Ardo Dombec – Ardo Dombec

Gli Ardo Dombec erano un quartetto con base ad Amburgo formato da Harald Gleu (chitarra e voce), Helmut Hachmann (sax e flauto), Michael Ufer (basso) e Wolfgang Spillner (batteria). Il loro stile era fondamentalmente un rock progressivo che traeva la sua linfa vitale dalle ampie possibilità offerte dal jazz, da cui la preminenza del sax di Hachmann in quasi tutti i pezzi della band, spesso controbilanciati dalla chitarra di Gleu. L’album venne registrato poco prima dello scioglimento del gruppo nell’agosto del 1971 ai Windrose Studios di Amburgo, per poi essere rilasciato con in copertina un curioso gelato al gusto “vaniglia, sangue e cactus”, con 8 tracce in apparenza altrettanto gustose, ma che sono liricamente condite da testi pungenti e cinicamente metaforici.

Poco si sa della storia di questi Ardo Dombec, sicuramente furono una delle prime prog-band tedesche a pubblicare un album con una forte commistione di blues e jazz: proprio per questo vennero spesso paragonati ai Colosseum, con la loro musica che si presenta31382-cover con un tripudio di sassofoni, chitarre elettriche e flauti. Il loro unico disco omonimo raccoglie tutto ciò che la band ha registrato, brillando nelle sezioni strumentali piuttosto che sulle parti vocali. Nonostante la loro origine tedesca, gli Ardo Dombec non hanno avuto quasi nulla da spartire con il genere del Krautrock, soprattutto grazie ai testi cantati in inglese ed alle tracce marcatamente progressive, alcune contenenti perfine parti à la Jethro Tull, in combinazione alla voce che pare elegantemente fare quasi il verso ad Elvis.

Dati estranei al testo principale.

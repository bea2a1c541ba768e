//! Vertex and index data model.
//!
//! A [`VertexDeclaration`] is an ordered list of typed, offset-tagged
//! elements grouped by buffer-binding source; [`VertexData`] pairs a
//! declaration with the buffers bound to each source. [`IndexData`] wraps a
//! 16- or 32-bit index buffer. The serializer reads and writes these
//! faithfully; GPU upload happens elsewhere, behind the
//! [`BufferManager`](crate::resources::buffer::BufferManager) seam.

use rustc_hash::FxHashMap;
use smallvec::SmallVec;

use crate::errors::{RelicError, Result};
use crate::resources::buffer::{SharedIndexBuffer, SharedVertexBuffer};

/// Component layout of one vertex element.
#[derive(Debug, Clone, Copy, PartialEq, Eq)]
#[repr(u16)]
pub enum VertexElementType {
    Float1 = 0,
    Float2 = 1,
    Float3 = 2,
    Float4 = 3,
    /// Packed 32-bit colour, one `u32` per vertex.
    Colour = 4,
    Short1 = 5,
    Short2 = 6,
    Short3 = 7,
    Short4 = 8,
    UByte4 = 9,
}

impl VertexElementType {
    /// Total byte size of one element of this type.
    #[must_use]
    pub fn size(self) -> usize {
        match self {
            Self::Float1 => 4,
            Self::Float2 => 8,
            Self::Float3 => 12,
            Self::Float4 => 16,
            Self::Colour => 4,
            Self::Short1 => 2,
            Self::Short2 => 4,
            Self::Short3 => 6,
            Self::Short4 => 8,
            Self::UByte4 => 4,
        }
    }

    /// Width of one component for byte-order conversion.
    ///
    /// `UByte4` is explicitly excluded from swapping (bytes have no order),
    /// so its component width is 1.
    #[must_use]
    pub fn component_size(self) -> usize {
        match self {
            Self::Float1 | Self::Float2 | Self::Float3 | Self::Float4 | Self::Colour => 4,
            Self::Short1 | Self::Short2 | Self::Short3 | Self::Short4 => 2,
            Self::UByte4 => 1,
        }
    }

    #[must_use]
    pub fn to_disk(self) -> u16 {
        self as u16
    }

    pub fn from_disk(code: u16) -> Result<Self> {
        Ok(match code {
            0 => Self::Float1,
            1 => Self::Float2,
            2 => Self::Float3,
            3 => Self::Float4,
            4 => Self::Colour,
            5 => Self::Short1,
            6 => Self::Short2,
            7 => Self::Short3,
            8 => Self::Short4,
            9 => Self::UByte4,
            _ => {
                return Err(RelicError::InvalidParams(format!(
                    "unknown vertex element type code {code}"
                )));
            }
        })
    }
}

/// Meaning of one vertex element.
#[derive(Debug, Clone, Copy, PartialEq, Eq)]
#[repr(u16)]
pub enum VertexElementSemantic {
    Position = 1,
    BlendWeights = 2,
    BlendIndices = 3,
    Normal = 4,
    Diffuse = 5,
    Specular = 6,
    TexCoords = 7,
}

impl VertexElementSemantic {
    #[must_use]
    pub fn to_disk(self) -> u16 {
        self as u16
    }

    pub fn from_disk(code: u16) -> Result<Self> {
        Ok(match code {
            1 => Self::Position,
            2 => Self::BlendWeights,
            3 => Self::BlendIndices,
            4 => Self::Normal,
            5 => Self::Diffuse,
            6 => Self::Specular,
            7 => Self::TexCoords,
            _ => {
                return Err(RelicError::InvalidParams(format!(
                    "unknown vertex element semantic code {code}"
                )));
            }
        })
    }
}

/// One typed, offset-tagged element of a vertex declaration.
#[derive(Debug, Clone, Copy, PartialEq, Eq)]
pub struct VertexElement {
    /// Buffer-binding source this element reads from.
    pub source: u16,
    /// Byte offset within one vertex of that buffer.
    pub offset: u16,
    pub ty: VertexElementType,
    pub semantic: VertexElementSemantic,
    /// Semantic repeat index (texcoord set number and the like).
    pub index: u16,
}

/// Ordered list of vertex elements across all binding sources.
#[derive(Debug, Clone, Default)]
pub struct VertexDeclaration {
    elements: SmallVec<[VertexElement; 8]>,
}

impl VertexDeclaration {
    #[must_use]
    pub fn new() -> Self {
        Self::default()
    }

    pub fn add_element(
        &mut self,
        source: u16,
        offset: u16,
        ty: VertexElementType,
        semantic: VertexElementSemantic,
        index: u16,
    ) {
        self.elements.push(VertexElement {
            source,
            offset,
            ty,
            semantic,
            index,
        });
    }

    #[must_use]
    pub fn elements(&self) -> &[VertexElement] {
        &self.elements
    }

    /// Byte size of one vertex in the given binding source.
    #[must_use]
    pub fn vertex_size(&self, source: u16) -> usize {
        self.elements
            .iter()
            .filter(|e| e.source == source)
            .map(|e| e.offset as usize + e.ty.size())
            .max()
            .unwrap_or(0)
    }

    /// Elements reading from the given binding source, in declaration order.
    pub fn elements_for_source(&self, source: u16) -> impl Iterator<Item = &VertexElement> {
        self.elements.iter().filter(move |e| e.source == source)
    }

    #[must_use]
    pub fn find_element_by_semantic(
        &self,
        semantic: VertexElementSemantic,
        index: u16,
    ) -> Option<&VertexElement> {
        self.elements
            .iter()
            .find(|e| e.semantic == semantic && e.index == index)
    }
}

/// A vertex declaration plus the buffers bound to each source.
#[derive(Debug, Clone, Default)]
pub struct VertexData {
    pub declaration: VertexDeclaration,
    bindings: FxHashMap<u16, SharedVertexBuffer>,
    pub vertex_count: u32,
}

impl VertexData {
    #[must_use]
    pub fn new(vertex_count: u32) -> Self {
        Self {
            declaration: VertexDeclaration::new(),
            bindings: FxHashMap::default(),
            vertex_count,
        }
    }

    pub fn set_binding(&mut self, source: u16, buffer: SharedVertexBuffer) {
        self.bindings.insert(source, buffer);
    }

    #[must_use]
    pub fn binding(&self, source: u16) -> Option<&SharedVertexBuffer> {
        self.bindings.get(&source)
    }

    /// Binding sources in ascending order.
    #[must_use]
    pub fn sources(&self) -> Vec<u16> {
        let mut sources: Vec<u16> = self.bindings.keys().copied().collect();
        sources.sort_unstable();
        sources
    }

    #[must_use]
    pub fn binding_count(&self) -> usize {
        self.bindings.len()
    }
}

/// Width of the indices in an index buffer.
#[derive(Debug, Clone, Copy, PartialEq, Eq)]
pub enum IndexType {
    U16,
    U32,
}

impl IndexType {
    #[must_use]
    pub fn size(self) -> usize {
        match self {
            Self::U16 => 2,
            Self::U32 => 4,
        }
    }
}

/// An index buffer handle plus its logical count.
#[derive(Debug, Clone, Default)]
pub struct IndexData {
    pub buffer: Option<SharedIndexBuffer>,
    pub index_count: u32,
}

impl IndexData {
    #[must_use]
    pub fn new(buffer: SharedIndexBuffer, index_count: u32) -> Self {
        Self {
            buffer: Some(buffer),
            index_count,
        }
    }

    /// Index width, defaulting to 16-bit when no buffer is present.
    #[must_use]
    pub fn index_type(&self) -> IndexType {
        self.buffer
            .as_ref()
            .map_or(IndexType::U16, |b| b.borrow().index_type())
    }
}

#[cfg(test)]
mod tests {
    use super::*;

    #[test]
    fn vertex_size_is_max_extent_per_source() {
        let mut decl = VertexDeclaration::new();
        decl.add_element(
            0,
            0,
            VertexElementType::Float3,
            VertexElementSemantic::Position,
            0,
        );
        decl.add_element(
            0,
            12,
            VertexElementType::Float3,
            VertexElementSemantic::Normal,
            0,
        );
        decl.add_element(
            1,
            0,
            VertexElementType::Float2,
            VertexElementSemantic::TexCoords,
            0,
        );
        assert_eq!(decl.vertex_size(0), 24);
        assert_eq!(decl.vertex_size(1), 8);
        assert_eq!(decl.vertex_size(2), 0);
    }

    #[test]
    fn element_type_codes_round_trip() {
        for code in 0..=9 {
            let ty = VertexElementType::from_disk(code).unwrap();
            assert_eq!(ty.to_disk(), code);
        }
        assert!(VertexElementType::from_disk(10).is_err());
    }

    #[test]
    fn find_by_semantic_respects_repeat_index() {
        let mut decl = VertexDeclaration::new();
        decl.add_element(
            0,
            0,
            VertexElementType::Float2,
            VertexElementSemantic::TexCoords,
            0,
        );
        decl.add_element(
            0,
            8,
            VertexElementType::Float2,
            VertexElementSemantic::TexCoords,
            1,
        );
        let second = decl
            .find_element_by_semantic(VertexElementSemantic::TexCoords, 1)
            .unwrap();
        assert_eq!(second.offset, 8);
    }
}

La scenografica “Spectaculum” apre il disco con un “nomen-omen” pieno di energia e stravaganti riff del sax, mentre Supper Time“, per esempio, ben esemplifica la necrofilia testuale degli Ardo Dombec in contrasto alla luminosità degli arrangiamenti, con Gleu che narra in musica la preoccupazione di un animale per gli attacchi degli sciacalli (rappresentati dai pericolosi cori).
Dopo il jazz schizofrenico “A Bit Near the Knuckle” che quasi porta alla mente i Soft Machine, nella sinfonia elastica di Clean-Up Sunday” il flauto dona a questo pezzo una consistenza più leggera, anche quando è intento a tagliare morbidamente la soffice base ritmica di Spillner e Ufer. 
E se il blues folle di “Downtown Paradise Lost” ci porta nell’allarmante Paradiso Perduto di John Milton ed i sei secondi flautolenti di Oh, Sorry” sembrano uno scherzo, l’ariosa 108” è poi un brano strumentale molto suggestivo, composto da un pastorale flauto e da una flebile chitarra acustica. Sigilla, infine, la breve avventura discografica di questi Ardo Dombec Unchangable Things?!“, con una disposizione principale più rock’n’roll che viene ribaltata dagli attacchi feroci del sax al suo prepotente canto del cigno.

Nel complesso Ardo Dombec è un album piacevole anche se un po’ irregolare, ma merita sicuramente di essere ascoltato da tutti appassionati del genere.